[Start of Attachment]

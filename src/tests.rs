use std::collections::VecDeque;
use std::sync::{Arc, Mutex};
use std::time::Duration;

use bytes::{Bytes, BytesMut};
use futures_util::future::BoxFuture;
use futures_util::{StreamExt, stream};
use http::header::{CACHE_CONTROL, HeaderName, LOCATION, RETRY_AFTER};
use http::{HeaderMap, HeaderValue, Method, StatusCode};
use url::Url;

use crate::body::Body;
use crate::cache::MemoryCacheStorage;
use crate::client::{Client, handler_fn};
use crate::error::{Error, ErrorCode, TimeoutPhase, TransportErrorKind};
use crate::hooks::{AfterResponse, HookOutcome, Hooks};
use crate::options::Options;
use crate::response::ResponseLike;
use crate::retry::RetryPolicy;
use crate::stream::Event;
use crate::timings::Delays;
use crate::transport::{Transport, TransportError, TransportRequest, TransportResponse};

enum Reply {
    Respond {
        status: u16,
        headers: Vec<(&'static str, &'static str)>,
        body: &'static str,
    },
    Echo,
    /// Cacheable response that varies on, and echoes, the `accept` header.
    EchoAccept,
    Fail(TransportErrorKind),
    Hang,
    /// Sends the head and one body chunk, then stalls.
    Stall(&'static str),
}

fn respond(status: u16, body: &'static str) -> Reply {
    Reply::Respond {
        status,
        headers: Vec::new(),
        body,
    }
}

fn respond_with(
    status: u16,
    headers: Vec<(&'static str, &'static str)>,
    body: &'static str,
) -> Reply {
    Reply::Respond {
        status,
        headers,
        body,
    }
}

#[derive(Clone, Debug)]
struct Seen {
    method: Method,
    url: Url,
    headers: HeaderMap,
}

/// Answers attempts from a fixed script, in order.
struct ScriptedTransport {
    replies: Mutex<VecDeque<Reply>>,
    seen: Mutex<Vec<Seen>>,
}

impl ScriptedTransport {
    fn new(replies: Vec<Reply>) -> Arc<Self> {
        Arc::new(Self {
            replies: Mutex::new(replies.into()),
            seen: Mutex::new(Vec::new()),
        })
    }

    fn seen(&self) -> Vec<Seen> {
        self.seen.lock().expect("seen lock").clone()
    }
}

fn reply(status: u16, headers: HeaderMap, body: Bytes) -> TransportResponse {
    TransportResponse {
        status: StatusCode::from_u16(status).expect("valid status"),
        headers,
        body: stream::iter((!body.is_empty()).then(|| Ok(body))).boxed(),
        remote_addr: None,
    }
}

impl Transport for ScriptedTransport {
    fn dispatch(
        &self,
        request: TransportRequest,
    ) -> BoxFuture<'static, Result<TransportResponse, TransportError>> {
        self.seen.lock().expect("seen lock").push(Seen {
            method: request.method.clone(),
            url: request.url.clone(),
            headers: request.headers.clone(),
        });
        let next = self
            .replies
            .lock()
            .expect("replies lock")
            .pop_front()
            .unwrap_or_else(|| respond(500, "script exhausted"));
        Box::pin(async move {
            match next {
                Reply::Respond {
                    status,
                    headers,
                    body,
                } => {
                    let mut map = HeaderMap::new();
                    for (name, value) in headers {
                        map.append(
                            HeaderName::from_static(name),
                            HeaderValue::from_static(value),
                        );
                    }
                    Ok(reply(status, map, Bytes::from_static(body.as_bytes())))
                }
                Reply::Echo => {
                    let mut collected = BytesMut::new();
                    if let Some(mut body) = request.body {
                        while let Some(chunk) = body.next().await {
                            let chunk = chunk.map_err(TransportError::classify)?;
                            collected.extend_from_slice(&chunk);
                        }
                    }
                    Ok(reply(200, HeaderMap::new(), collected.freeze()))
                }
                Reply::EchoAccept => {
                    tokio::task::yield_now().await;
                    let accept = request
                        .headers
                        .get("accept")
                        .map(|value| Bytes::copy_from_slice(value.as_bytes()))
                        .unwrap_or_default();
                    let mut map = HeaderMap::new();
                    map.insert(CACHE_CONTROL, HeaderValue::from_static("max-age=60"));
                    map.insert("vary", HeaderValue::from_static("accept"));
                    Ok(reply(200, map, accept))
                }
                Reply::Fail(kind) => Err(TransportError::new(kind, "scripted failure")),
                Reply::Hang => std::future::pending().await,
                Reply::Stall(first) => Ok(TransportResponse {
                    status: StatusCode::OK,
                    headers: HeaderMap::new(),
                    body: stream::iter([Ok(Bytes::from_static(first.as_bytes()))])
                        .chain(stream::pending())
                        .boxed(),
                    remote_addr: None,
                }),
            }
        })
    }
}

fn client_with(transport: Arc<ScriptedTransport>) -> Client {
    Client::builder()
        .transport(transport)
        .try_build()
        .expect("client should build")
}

[End of Attachment]

## [AIM OF THE EXERCISE]
The entries shown above should be copied out word for word.

## [RESPONSE BOX]
filename src/tests.rs
use std::collections::VecDeque;
use std::sync::{Arc, Mutex};
use std::time::Duration;

use bytes::{Bytes, BytesMut};
use futures_util::future::BoxFuture;
use futures_util::{StreamExt, stream};
use http::header::{CACHE_CONTROL, HeaderName, LOCATION, RETRY_AFTER};
use http::{HeaderMap, HeaderValue, Method, StatusCode};
use url::Url;

use crate::body::Body;
use crate::cache::MemoryCacheStorage;
use crate::client::{Client, handler_fn};
use crate::error::{Error, ErrorCode, TimeoutPhase, TransportErrorKind};
use crate::hooks::{AfterResponse, HookOutcome, Hooks};
use crate::options::Options;
use crate::response::ResponseLike;
use crate::retry::RetryPolicy;
use crate::stream::Event;
use crate::timings::Delays;
use crate::transport::{Transport, TransportError, TransportRequest, TransportResponse};

enum Reply {
    Respond {
        status: u16,
        headers: Vec<(&'static str, &'static str)>,
        body: &'static str,
    },
    Echo,
    /// Cacheable response that varies on, and echoes, the `accept` header.
    EchoAccept,
    Fail(TransportErrorKind),
    Hang,
    /// Sends the head and one body chunk, then stalls.
    Stall(&'static str),
}

fn respond(status: u16, body: &'static str) -> Reply {
    Reply::Respond {
        status,
        headers: Vec::new(),
        body,
    }
}

fn respond_with(
    status: u16,
    headers: Vec<(&'static str, &'static str)>,
    body: &'static str,
) -> Reply {
    Reply::Respond {
        status,
        headers,
        body,
    }
}

#[derive(Clone, Debug)]
struct Seen {
    method: Method,
    url: Url,
    headers: HeaderMap,
}

/// Answers attempts from a fixed script, in order.
struct ScriptedTransport {
    replies: Mutex<VecDeque<Reply>>,
    seen: Mutex<Vec<Seen>>,
}

impl ScriptedTransport {
    fn new(replies: Vec<Reply>) -> Arc<Self> {
        Arc::new(Self {
            replies: Mutex::new(replies.into()),
            seen: Mutex::new(Vec::new()),
        })
    }

    fn seen(&self) -> Vec<Seen> {
        self.seen.lock().expect("seen lock").clone()
    }
}

fn reply(status: u16, headers: HeaderMap, body: Bytes) -> TransportResponse {
    TransportResponse {
        status: StatusCode::from_u16(status).expect("valid status"),
        headers,
        body: stream::iter((!body.is_empty()).then(|| Ok(body))).boxed(),
        remote_addr: None,
    }
}

impl Transport for ScriptedTransport {
    fn dispatch(
        &self,
        request: TransportRequest,
    ) -> BoxFuture<'static, Result<TransportResponse, TransportError>> {
        self.seen.lock().expect("seen lock").push(Seen {
            method: request.method.clone(),
            url: request.url.clone(),
            headers: request.headers.clone(),
        });
        let next = self
            .replies
            .lock()
            .expect("replies lock")
            .pop_front()
            .unwrap_or_else(|| respond(500, "script exhausted"));
        Box::pin(async move {
            match next {
                Reply::Respond {
                    status,
                    headers,
                    body,
                } => {
                    let mut map = HeaderMap::new();
                    for (name, value) in headers {
                        map.append(
                            HeaderName::from_static(name),
                            HeaderValue::from_static(value),
                        );
                    }
                    Ok(reply(status, map, Bytes::from_static(body.as_bytes())))
                }
                Reply::Echo => {
                    let mut collected = BytesMut::new();
                    if let Some(mut body) = request.body {
                        while let Some(chunk) = body.next().await {
                            let chunk = chunk.map_err(TransportError::classify)?;
                            collected.extend_from_slice(&chunk);
                        }
                    }
                    Ok(reply(200, HeaderMap::new(), collected.freeze()))
                }
                Reply::EchoAccept => {
                    tokio::task::yield_now().await;
                    let accept = request
                        .headers
                        .get("accept")
                        .map(|value| Bytes::copy_from_slice(value.as_bytes()))
                        .unwrap_or_default();
                    let mut map = HeaderMap::new();
                    map.insert(CACHE_CONTROL, HeaderValue::from_static("max-age=60"));
                    map.insert("vary", HeaderValue::from_static("accept"));
                    Ok(reply(200, map, accept))
                }
                Reply::Fail(kind) => Err(TransportError::new(kind, "scripted failure")),
                Reply::Hang => std::future::pending().await,
                Reply::Stall(first) => Ok(TransportResponse {
                    status: StatusCode::OK,
                    headers: HeaderMap::new(),
                    body: stream::iter([Ok(Bytes::from_static(first.as_bytes()))])
                        .chain(stream::pending())
                        .boxed(),
                    remote_addr: None,
                }),
            }
        })
    }
}

fn client_with(transport: Arc<ScriptedTransport>) -> Client {
    Client::builder()
        .transport(transport)
        .try_build()
        .expect("client should build")
}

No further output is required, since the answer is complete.